The general rise in global income today (as usual, ironically skewed by the decidedly non-laissez-faire Chinese) does not reflect an increase in power and wealth but an increase in dependence. After all, who needs wages when you could get what you need without having to work at the mercy of a boss? Needless to say, HumanProgress makes no mention of the rising rents, among other “costs of living,” for which income must be used or the fact that the richest people do not earn income at all. That is, rather than enabling everyone to “escape” poverty “sometime in the future,” capitalism guarantees that those who produce wealth for private property owners now will only be excluded from it later.

The website goes on to peddle another libertarian canard: we are living in an age of increased leisure time, surely a surprise to anyone who isn’t rich and probably a surprise to many of the rich as well. Predictably, HumanProgress decries the onerous work of pre-industrial life (without noting that farmers worked seasonally and often had entire winters “off”) and ignores hunter-gatherer societies (in which people worked for four hours a day) altogether. The obvious and hopelessly ethnocentric presupposition is that modern humans wouldn’t want to trade places with their ancestors (how would we watch the NBA playoffs?), but it’s a fair bet that our ancestors wouldn’t want to change places with us (and would likely suffer multiple heart attacks upon encountering the relentless hyper-stimulation of contemporary city streets).

It doesn’t take long from there for our libertarian friends to rejoice at the technological gadgets that are responsible – thanks of course to capitalism – for granting us such unprecedented (you know what we mean) leisure. Yet, “time-saving” inventions (one thinks of email) only “save time” at the expense of generating new opportunities – which quickly become demands – for increased profit-production. How many modern inventions have there been over the past century? Yet a 10-hour workweek is the stuff of science fiction. In fact, thanks to “time-saving” inventions under capitalism, there is hardly a moment of our waking lives when we are not directly or indirectly producing profit for someone other than ourselves, whether through generating online content or dealing with Kafkaesque automated phone administrators so that we can receive “better service,” subjects of Craig Lambert’s Shadow Work.

HumanProgess inevitably credits capitalism for humans’ increased lifespans (“Tell that to Freddie Gray,” to paraphrase Roland Barthes), in part through invoking Steven Pinker’s dubious argument that warfare is declining in today’s supposedly more peaceful era.
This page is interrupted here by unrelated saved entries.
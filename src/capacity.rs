use std::collections::BTreeMap;

use k8s_openapi::api::core::v1::{NodeSelectorRequirement, Pod};

use crate::cluster::ClusterState;
use crate::config::NodeLabel;
use crate::error::Result;

pub(crate) const OPERATOR_IN: &str = "In";

/// Render a label set as an equality selector, `k1=v1,k2=v2` in key order.
///
/// An empty set renders as the empty selector, which matches every pod in
/// the namespace.
pub fn label_selector(labels: Option<&BTreeMap<String, String>>) -> String {
    labels
        .into_iter()
        .flatten()
        .map(|(k, v)| format!("{k}={v}"))
        .collect::<Vec<_>>()
        .join(",")
}

fn is_on_demand_requirement(req: &NodeSelectorRequirement, on_demand: &NodeLabel) -> bool {
    req.key == on_demand.key
        && req.operator == OPERATOR_IN
        && req
            .values
            .as_ref()
            .and_then(|values| values.first())
            .is_some_and(|v| *v == on_demand.value)
}

/// Whether `pod` is hard-pinned to on-demand capacity by any required term.
///
/// Preferred terms never count, so a spot-leaning pod is not a commitment.
pub fn is_on_demand_committed(pod: &Pod, on_demand: &NodeLabel) -> bool {
    pod.spec
        .as_ref()
        .and_then(|spec| spec.affinity.as_ref())
        .and_then(|affinity| affinity.node_affinity.as_ref())
        .and_then(|node| node.required_during_scheduling_ignored_during_execution.as_ref())
        .map(|required| {
            required.node_selector_terms.iter().any(|term| {
                term.match_expressions
                    .iter()
                    .flatten()
                    .any(|req| is_on_demand_requirement(req, on_demand))
            })
        })
        .unwrap_or(false)
}

pub fn count_on_demand(pods: &[Pod], on_demand: &NodeLabel) -> usize {
    pods.iter()
        .filter(|pod| is_on_demand_committed(pod, on_demand))
        .count()
}

/// Count the siblings of `pod` (same namespace, same label set) already
/// committed to on-demand capacity.
///
/// Only meaningful while holding the scope's lock.
pub async fn count_on_demand_siblings(
    cluster: &dyn ClusterState,
    namespace: &str,
    pod: &Pod,
    on_demand: &NodeLabel,
) -> Result<usize> {
    let selector = label_selector(pod.metadata.labels.as_ref());
    let siblings = cluster.list_pods(namespace, &selector).await?;
    Ok(count_on_demand(&siblings, on_demand))
}
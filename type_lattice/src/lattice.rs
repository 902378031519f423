#![warn(
    clippy::print_stdout,
    clippy::unimplemented,
    clippy::doc_markdown,
    clippy::items_after_statements,
    clippy::match_same_arms,
    clippy::use_self
)]

//! Nominal type lattice: class definitions, method and constructor
//! signatures and the subtype relation the expression checker queries.
//!
//! The lattice is built in two phases. `add_class` declares a class and
//! issues a [`ClassId`]; `class_mut` then populates its members. This allows
//! signatures to refer to classes that are declared later (or to the class
//! being populated itself).

use failure::Fail;
use std::{
    collections::{hash_map::Entry, HashMap, HashSet},
    fmt,
    rc::Rc,
};

const OBJECT_CLASS_NAME: &str = "Object";

/// Names within this edit distance of a failed method lookup are offered as
/// a hint in the resulting [`NoSuchMethod`].
const NEAR_MISS_DISTANCE: usize = 2;

#[derive(Debug)]
pub struct ClassAlreadyDeclared;

/// Raised when a method lookup on a type fails, either because the type has
/// no methods at all (primitives, null) or because no visible method of the
/// requested name exists.
#[derive(Debug, Fail)]
#[fail(display = "{} has no method named '{}'{}", type_name, method_name, hint)]
pub struct NoSuchMethod {
    pub type_name: String,
    pub method_name: String,
    hint: String,
}

impl NoSuchMethod {
    fn new(type_name: &str, method_name: &str, suggestion: Option<&str>) -> NoSuchMethod {
        NoSuchMethod {
            type_name: type_name.to_string(),
            method_name: method_name.to_string(),
            hint: match suggestion {
                Some(name) => format!(" (similarly named: '{}')", name),
                None => String::new(),
            },
        }
    }
}

/// A `ClassId` refers to a class definition.
///
/// Having an instance of this struct ensures that the lattice that issued it
/// can provide the definition of that class.
#[derive(Clone, Debug, PartialEq, Eq, Hash)]
pub struct ClassId {
    id: Rc<str>,
}

impl ClassId {
    pub fn as_str(&self) -> &str {
        &self.id
    }
}

impl fmt::Display for ClassId {
    fn fmt(&self, f: &'_ mut fmt::Formatter<'_>) -> fmt::Result {
        write!(f, "{}", self.id)
    }
}

impl From<ClassId> for Type {
    fn from(id: ClassId) -> Type {
        Type::Reference(id)
    }
}

/// The compile-time type of an expression. Primitives and the distinguished
/// null type are inline variants; every class or interface is a `Reference`
/// into the lattice.
#[derive(Debug, Clone, PartialEq, Eq)]
pub enum Type {
    Int,
    Boolean,
    Void,
    Null,
    Reference(ClassId),
}

impl Type {
    pub fn name(&self) -> &str {
        use self::Type::*;
        match self {
            Int => "int",
            Boolean => "boolean",
            Void => "void",
            Null => "null",
            Reference(id) => id.as_str(),
        }
    }

    pub fn is_reference(&self) -> bool {
        match self {
            Type::Reference(_) => true,
            _ => false,
        }
    }

    /// Subtyping is reflexive and transitive. Reference types are rooted at
    /// `Object`; primitives relate only to themselves. The null type is a
    /// subtype of nothing but itself, which is what rejects member access on
    /// null (assignability of null is handled by `is_supertype_of`).
    pub fn is_subtype_of(&self, other: &Type, lattice: &TypeLattice) -> bool {
        use self::Type::*;
        match (self, other) {
            (Reference(sub), Reference(sup)) => lattice.is_reference_subtype(sub, sup),
            _ => self == other,
        }
    }

    /// Inverse of `is_subtype_of`, widened so that every reference type
    /// accepts the null type. A null value is usable wherever a reference is
    /// required, even though null itself has no supertypes.
    pub fn is_supertype_of(&self, other: &Type, lattice: &TypeLattice) -> bool {
        other.is_subtype_of(self, lattice) || (self.is_reference() && *other == Type::Null)
    }
}

impl fmt::Display for Type {
    fn fmt(&self, f: &'_ mut fmt::Formatter<'_>) -> fmt::Result {
        write!(f, "{}", self.name())
    }
}

#[derive(Debug)]
pub struct ClassDef {
    pub name: Rc<str>,
    extends: Vec<ClassId>,
    methods: HashMap<String, Rc<MethodDef>>,
    constructor: Rc<ConstructorDef>,
    pub is_instantiable: bool,
}

impl ClassDef {
    pub fn new(name: &str) -> ClassDef {
        ClassDef {
            name: Rc::from(name),
            extends: vec![],
            methods: HashMap::new(),
            constructor: Rc::new(ConstructorDef::default()),
            is_instantiable: true,
        }
    }

    /// An interface-like definition: participates in subtyping and method
    /// lookup but cannot be instantiated.
    pub fn interface(name: &str) -> ClassDef {
        ClassDef {
            is_instantiable: false,
            ..ClassDef::new(name)
        }
    }

    pub fn add_supertype(&mut self, id: ClassId) {
        self.extends.push(id);
    }

    pub fn add_method(&mut self, method: MethodDef) -> Result<(), ()> {
        match self.methods.entry(method.name.clone()) {
            Entry::Occupied(_) => return Err(()),
            Entry::Vacant(e) => e.insert(Rc::new(method)),
        };
        Ok(())
    }

    pub fn set_constructor(&mut self, constructor: ConstructorDef) {
        self.constructor = Rc::new(constructor);
    }

    /// Methods defined directly on this class, not inherited ones. Use
    /// [`TypeLattice::method_named`] for the full lookup.
    pub fn method(&self, name: &str) -> Option<Rc<MethodDef>> {
        self.methods.get(name).map(Rc::clone)
    }

    pub fn iter_methods<'a>(&'a self) -> impl Iterator<Item = Rc<MethodDef>> + 'a {
        self.methods.iter().map(|(_, m)| Rc::clone(m))
    }

    pub fn constructor(&self) -> Rc<ConstructorDef> {
        Rc::clone(&self.constructor)
    }

    pub fn extends(&self) -> &[ClassId] {
        &self.extends
    }
}

#[derive(Debug)]
pub struct MethodDef {
    pub name: String,
    pub params: Vec<MethodParamDef>,
    pub return_ty: Type,
}

impl MethodDef {
    pub fn new(name: &str, params: Vec<MethodParamDef>, return_ty: Type) -> MethodDef {
        MethodDef {
            name: name.to_string(),
            params,
            return_ty,
        }
    }

    pub fn argument_types(&self) -> Vec<&Type> {
        self.params.iter().map(|p| &p.ty).collect()
    }
}

/// Constructor signature of a class. Every class has one; the default takes
/// no arguments.
#[derive(Debug, Default)]
pub struct ConstructorDef {
    pub params: Vec<MethodParamDef>,
}

impl ConstructorDef {
    pub fn new(params: Vec<MethodParamDef>) -> ConstructorDef {
        ConstructorDef { params }
    }

    pub fn argument_types(&self) -> Vec<&Type> {
        self.params.iter().map(|p| &p.ty).collect()
    }
}

#[derive(Debug)]
pub struct MethodParamDef {
    pub name: String,
    pub ty: Type,
}

impl MethodParamDef {
    pub fn new(name: &str, ty: Type) -> MethodParamDef {
        MethodParamDef {
            name: name.to_string(),
            ty,
        }
    }
}

#[derive(Debug)]
pub struct TypeLattice {
    defined_classes: HashMap<Rc<str>, Rc<ClassDef>>,
    object: ClassId,
}

impl Default for TypeLattice {
    fn default() -> TypeLattice {
        TypeLattice::new()
    }
}

impl TypeLattice {
    /// Creates a lattice seeded with the `Object` root and its universal
    /// methods.
    pub fn new() -> TypeLattice {
        let mut lattice = TypeLattice {
            defined_classes: HashMap::new(),
            object: ClassId {
                id: Rc::from(OBJECT_CLASS_NAME),
            },
        };

        let mut object = ClassDef::new(OBJECT_CLASS_NAME);
        object
            .add_method(MethodDef::new(
                "equals",
                vec![MethodParamDef::new("other", lattice.object())],
                Type::Boolean,
            ))
            .unwrap();
        object
            .add_method(MethodDef::new("hashCode", vec![], Type::Int))
            .unwrap();
        lattice.add_class(object).unwrap();

        lattice
    }

    /// The root of the reference-type lattice.
    pub fn object(&self) -> Type {
        Type::Reference(self.object.clone())
    }

    pub fn is_type_defined(&self, name: &str) -> bool {
        self.defined_classes.contains_key(name)
    }

    pub fn add_class(&mut self, class_def: ClassDef) -> Result<ClassId, ClassAlreadyDeclared> {
        match self.defined_classes.entry(Rc::clone(&class_def.name)) {
            Entry::Occupied(_) => Err(ClassAlreadyDeclared),
            Entry::Vacant(e) => {
                let id = ClassId {
                    id: Rc::clone(&class_def.name),
                };
                log::debug!("defined class {}", id);
                e.insert(Rc::new(class_def));
                Ok(id)
            }
        }
    }

    pub fn class(&self, id: &ClassId) -> Rc<ClassDef> {
        self.defined_classes
            .get(id.as_str())
            .map(Rc::clone)
            .expect("ids always point to existing classes")
    }

    pub fn class_mut(&mut self, id: &ClassId) -> &mut ClassDef {
        self.defined_classes
            .get_mut(id.as_str())
            .and_then(Rc::get_mut)
            .expect("ids always point to existing classes")
    }

    pub fn lookup_class(&self, name: &str) -> Option<(Rc<ClassDef>, ClassId)> {
        self.defined_classes.get(name).map(|class| {
            let id = ClassId {
                id: Rc::clone(&class.name),
            };
            (Rc::clone(class), id)
        })
    }

    /// Resolves a reference type to its class definition. `None` for
    /// primitives and null.
    pub fn class_def(&self, ty: &Type) -> Option<Rc<ClassDef>> {
        match ty {
            Type::Reference(id) => Some(self.class(id)),
            _ => None,
        }
    }

    pub fn is_instantiable(&self, ty: &Type) -> bool {
        self.class_def(ty).map_or(false, |class| class.is_instantiable)
    }

    pub fn constructor(&self, ty: &Type) -> Option<Rc<ConstructorDef>> {
        self.class_def(ty).map(|class| class.constructor())
    }

    /// Looks up a method on the given type, searching the class itself, its
    /// declared supertypes and finally the `Object` root. Fails with
    /// [`NoSuchMethod`] for types that have no methods (primitives, null)
    /// and for names not visible on the receiver; the error carries a hint
    /// when a similarly named method exists.
    pub fn method_named(&self, ty: &Type, name: &str) -> Result<Rc<MethodDef>, NoSuchMethod> {
        let start = match self.class_def(ty) {
            Some(class) => class,
            None => return Err(NoSuchMethod::new(ty.name(), name, None)),
        };

        let mut visible: Vec<Rc<MethodDef>> = vec![];
        let mut visited: HashSet<Rc<str>> = HashSet::new();
        let mut worklist = vec![start];

        while let Some(class) = worklist.pop() {
            if !visited.insert(Rc::clone(&class.name)) {
                continue;
            }
            if let Some(method) = class.method(name) {
                return Ok(method);
            }
            visible.extend(class.iter_methods());
            for sup in class.extends() {
                worklist.push(self.class(sup));
            }
        }

        // every reference type inherits from the root, declared or not
        let root = self.class(&self.object);
        if !visited.contains(&root.name) {
            if let Some(method) = root.method(name) {
                return Ok(method);
            }
            visible.extend(root.iter_methods());
        }

        let suggestion = near_miss(visible.iter().map(|m| m.name.as_str()), name);
        Err(NoSuchMethod::new(ty.name(), name, suggestion))
    }

    fn is_reference_subtype(&self, sub: &ClassId, sup: &ClassId) -> bool {
        if sub == sup || *sup == self.object {
            return true;
        }

        let mut visited: HashSet<ClassId> = HashSet::new();
        let mut worklist = vec![sub.clone()];
        while let Some(id) = worklist.pop() {
            if !visited.insert(id.clone()) {
                continue;
            }
            if id == *sup {
                return true;
            }
            worklist.extend(self.class(&id).extends().iter().cloned());
        }
        false
    }
}

fn near_miss<'a>(candidates: impl Iterator<Item = &'a str>, wanted: &str) -> Option<&'a str> {
    candidates
        .map(|candidate| (levenshtein::levenshtein(candidate, wanted), candidate))
        .filter(|(distance, _)| *distance <= NEAR_MISS_DISTANCE)
        .min_by_key(|(distance, _)| *distance)
        .map(|(_, candidate)| candidate)
}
Betraying a failure of political imagination, such an argument interprets what has been over a half-century of US hegemony (characterized by enormous violence and near nuclear war though no “great power conflict”) as peace. However, threats to this hegemony’s inevitable, if not ongoing, decline are as likely as not to trigger a scramble for power that will remind everyone that the world wars failed to permanently resolve the imperial antagonisms that brought those catastrophes into being.

To be sure, warning of future horrors to condemn the present is just as silly as invoking past horrors to praise the present. Both acts reflect a failure to denaturalize contemporary reality and see it for what it is. But at least leftists fall into this trap because of their rejection of the degradation of everyday life and their desire to wake their contemporaries up. Libertarian cheerleaders for the status quo want us to stay asleep.